- [REQUIREMENT]:
Nothing but the lines from the start of the records through the line that contains "let cli = Cli::parse();" is to be copied, and each is to be copied exactly.

····················

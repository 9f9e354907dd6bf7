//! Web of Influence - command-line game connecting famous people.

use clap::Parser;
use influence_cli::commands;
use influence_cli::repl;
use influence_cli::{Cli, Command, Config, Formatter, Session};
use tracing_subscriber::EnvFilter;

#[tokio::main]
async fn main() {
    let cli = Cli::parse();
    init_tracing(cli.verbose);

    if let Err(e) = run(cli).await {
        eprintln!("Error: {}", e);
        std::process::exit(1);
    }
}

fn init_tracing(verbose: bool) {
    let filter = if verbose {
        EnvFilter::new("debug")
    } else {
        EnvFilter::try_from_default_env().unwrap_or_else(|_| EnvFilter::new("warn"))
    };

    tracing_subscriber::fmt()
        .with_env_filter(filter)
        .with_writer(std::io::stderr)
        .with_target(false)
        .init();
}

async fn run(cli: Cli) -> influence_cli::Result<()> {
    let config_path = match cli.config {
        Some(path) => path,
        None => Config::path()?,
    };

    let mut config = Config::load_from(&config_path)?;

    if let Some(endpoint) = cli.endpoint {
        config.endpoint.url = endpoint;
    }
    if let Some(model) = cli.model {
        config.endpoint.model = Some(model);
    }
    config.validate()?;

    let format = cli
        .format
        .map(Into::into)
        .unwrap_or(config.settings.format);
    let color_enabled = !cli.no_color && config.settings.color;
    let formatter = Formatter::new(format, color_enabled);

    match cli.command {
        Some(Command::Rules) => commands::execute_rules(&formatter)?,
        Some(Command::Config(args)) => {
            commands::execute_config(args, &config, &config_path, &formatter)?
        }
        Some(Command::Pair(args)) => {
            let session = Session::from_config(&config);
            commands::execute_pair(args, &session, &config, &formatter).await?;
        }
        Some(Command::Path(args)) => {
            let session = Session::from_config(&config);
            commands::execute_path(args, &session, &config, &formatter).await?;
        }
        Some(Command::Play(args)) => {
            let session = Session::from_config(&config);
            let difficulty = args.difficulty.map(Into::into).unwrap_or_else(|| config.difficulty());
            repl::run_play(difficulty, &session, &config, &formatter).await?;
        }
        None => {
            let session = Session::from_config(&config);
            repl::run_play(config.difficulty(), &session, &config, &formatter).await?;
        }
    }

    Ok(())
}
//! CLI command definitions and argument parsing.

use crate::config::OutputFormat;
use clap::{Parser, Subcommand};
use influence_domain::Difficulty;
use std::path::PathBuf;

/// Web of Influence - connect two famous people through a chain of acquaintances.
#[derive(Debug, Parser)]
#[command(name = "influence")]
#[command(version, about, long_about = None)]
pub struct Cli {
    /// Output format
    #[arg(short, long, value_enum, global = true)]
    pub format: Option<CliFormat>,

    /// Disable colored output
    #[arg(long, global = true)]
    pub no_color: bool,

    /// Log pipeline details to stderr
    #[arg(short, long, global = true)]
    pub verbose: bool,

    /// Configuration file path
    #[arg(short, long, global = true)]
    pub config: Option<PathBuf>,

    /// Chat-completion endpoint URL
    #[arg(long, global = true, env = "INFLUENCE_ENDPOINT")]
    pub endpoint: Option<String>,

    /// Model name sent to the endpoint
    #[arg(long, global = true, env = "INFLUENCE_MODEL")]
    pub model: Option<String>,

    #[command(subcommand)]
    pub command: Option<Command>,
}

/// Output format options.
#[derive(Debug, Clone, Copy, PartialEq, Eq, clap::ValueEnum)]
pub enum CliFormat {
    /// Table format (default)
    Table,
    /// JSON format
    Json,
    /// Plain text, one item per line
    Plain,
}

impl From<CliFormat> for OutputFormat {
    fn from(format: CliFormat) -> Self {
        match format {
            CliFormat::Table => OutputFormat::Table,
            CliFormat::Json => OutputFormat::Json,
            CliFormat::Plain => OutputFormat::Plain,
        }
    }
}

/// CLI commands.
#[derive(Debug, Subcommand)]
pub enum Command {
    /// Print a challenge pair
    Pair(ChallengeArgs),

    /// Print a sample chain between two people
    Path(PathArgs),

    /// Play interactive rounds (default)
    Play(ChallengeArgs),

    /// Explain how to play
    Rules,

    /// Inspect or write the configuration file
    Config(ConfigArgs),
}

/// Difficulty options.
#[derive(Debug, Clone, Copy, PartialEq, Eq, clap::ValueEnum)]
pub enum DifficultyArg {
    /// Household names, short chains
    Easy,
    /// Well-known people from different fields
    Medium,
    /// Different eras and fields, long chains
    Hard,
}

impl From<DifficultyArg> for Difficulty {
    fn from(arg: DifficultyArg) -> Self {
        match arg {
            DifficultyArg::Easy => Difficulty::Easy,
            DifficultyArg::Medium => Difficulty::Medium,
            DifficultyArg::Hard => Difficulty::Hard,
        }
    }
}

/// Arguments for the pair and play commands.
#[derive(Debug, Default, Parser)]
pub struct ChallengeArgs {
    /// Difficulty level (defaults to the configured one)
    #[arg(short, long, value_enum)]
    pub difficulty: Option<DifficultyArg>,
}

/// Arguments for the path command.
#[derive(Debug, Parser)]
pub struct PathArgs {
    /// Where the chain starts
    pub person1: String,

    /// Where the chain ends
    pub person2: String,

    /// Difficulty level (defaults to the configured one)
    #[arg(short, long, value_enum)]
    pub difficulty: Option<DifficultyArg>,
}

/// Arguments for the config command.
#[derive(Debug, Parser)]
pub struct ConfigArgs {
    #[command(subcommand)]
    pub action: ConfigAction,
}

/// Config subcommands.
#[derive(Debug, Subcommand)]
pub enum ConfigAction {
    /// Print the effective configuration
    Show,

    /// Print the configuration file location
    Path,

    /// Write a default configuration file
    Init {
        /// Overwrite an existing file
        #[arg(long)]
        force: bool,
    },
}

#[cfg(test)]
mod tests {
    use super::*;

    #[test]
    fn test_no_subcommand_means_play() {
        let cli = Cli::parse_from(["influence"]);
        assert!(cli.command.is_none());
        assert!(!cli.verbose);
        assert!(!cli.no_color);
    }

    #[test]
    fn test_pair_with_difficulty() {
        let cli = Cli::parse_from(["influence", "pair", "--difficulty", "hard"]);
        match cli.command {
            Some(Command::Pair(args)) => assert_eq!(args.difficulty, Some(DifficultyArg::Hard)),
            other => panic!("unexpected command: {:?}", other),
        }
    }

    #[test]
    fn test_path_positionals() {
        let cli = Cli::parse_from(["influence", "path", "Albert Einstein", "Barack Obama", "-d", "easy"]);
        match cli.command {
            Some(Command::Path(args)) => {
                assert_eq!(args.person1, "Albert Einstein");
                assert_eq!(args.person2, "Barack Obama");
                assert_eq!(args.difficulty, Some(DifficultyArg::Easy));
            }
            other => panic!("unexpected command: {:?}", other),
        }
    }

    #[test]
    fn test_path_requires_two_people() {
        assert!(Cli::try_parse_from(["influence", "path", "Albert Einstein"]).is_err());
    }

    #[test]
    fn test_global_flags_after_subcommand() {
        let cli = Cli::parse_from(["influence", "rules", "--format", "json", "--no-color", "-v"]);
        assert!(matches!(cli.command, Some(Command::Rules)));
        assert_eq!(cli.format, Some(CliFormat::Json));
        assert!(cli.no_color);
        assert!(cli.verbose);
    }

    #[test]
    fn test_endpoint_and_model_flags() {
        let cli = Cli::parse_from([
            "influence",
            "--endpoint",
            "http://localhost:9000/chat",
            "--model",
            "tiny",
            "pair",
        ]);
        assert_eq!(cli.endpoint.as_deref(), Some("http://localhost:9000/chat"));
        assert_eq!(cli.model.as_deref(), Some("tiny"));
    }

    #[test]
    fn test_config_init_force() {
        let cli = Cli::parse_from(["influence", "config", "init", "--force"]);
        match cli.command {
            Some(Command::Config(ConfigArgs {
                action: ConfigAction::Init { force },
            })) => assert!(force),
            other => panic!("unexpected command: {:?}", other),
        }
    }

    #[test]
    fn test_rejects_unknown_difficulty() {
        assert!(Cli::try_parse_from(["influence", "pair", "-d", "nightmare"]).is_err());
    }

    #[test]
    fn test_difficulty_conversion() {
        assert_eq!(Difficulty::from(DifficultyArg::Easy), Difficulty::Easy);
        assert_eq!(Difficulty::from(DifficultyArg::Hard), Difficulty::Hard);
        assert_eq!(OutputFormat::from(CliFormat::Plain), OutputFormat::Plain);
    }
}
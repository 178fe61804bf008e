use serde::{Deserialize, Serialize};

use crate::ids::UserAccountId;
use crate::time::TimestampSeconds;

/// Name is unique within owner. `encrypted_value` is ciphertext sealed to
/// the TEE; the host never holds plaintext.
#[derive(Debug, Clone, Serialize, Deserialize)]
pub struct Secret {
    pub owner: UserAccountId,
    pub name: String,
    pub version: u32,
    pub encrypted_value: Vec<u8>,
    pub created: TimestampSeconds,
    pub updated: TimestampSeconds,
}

····················

- [ANSWER]:
repository 9f9e354907dd6bf7
//! Web of Influence - command-line game connecting famous people.

use clap::Parser;
use influence_cli::commands;
use influence_cli::repl;
use influence_cli::{Cli, Command, Config, Formatter, Session};
use tracing_subscriber::EnvFilter;

#[tokio::main]
async fn main() {
    let cli = Cli::parse();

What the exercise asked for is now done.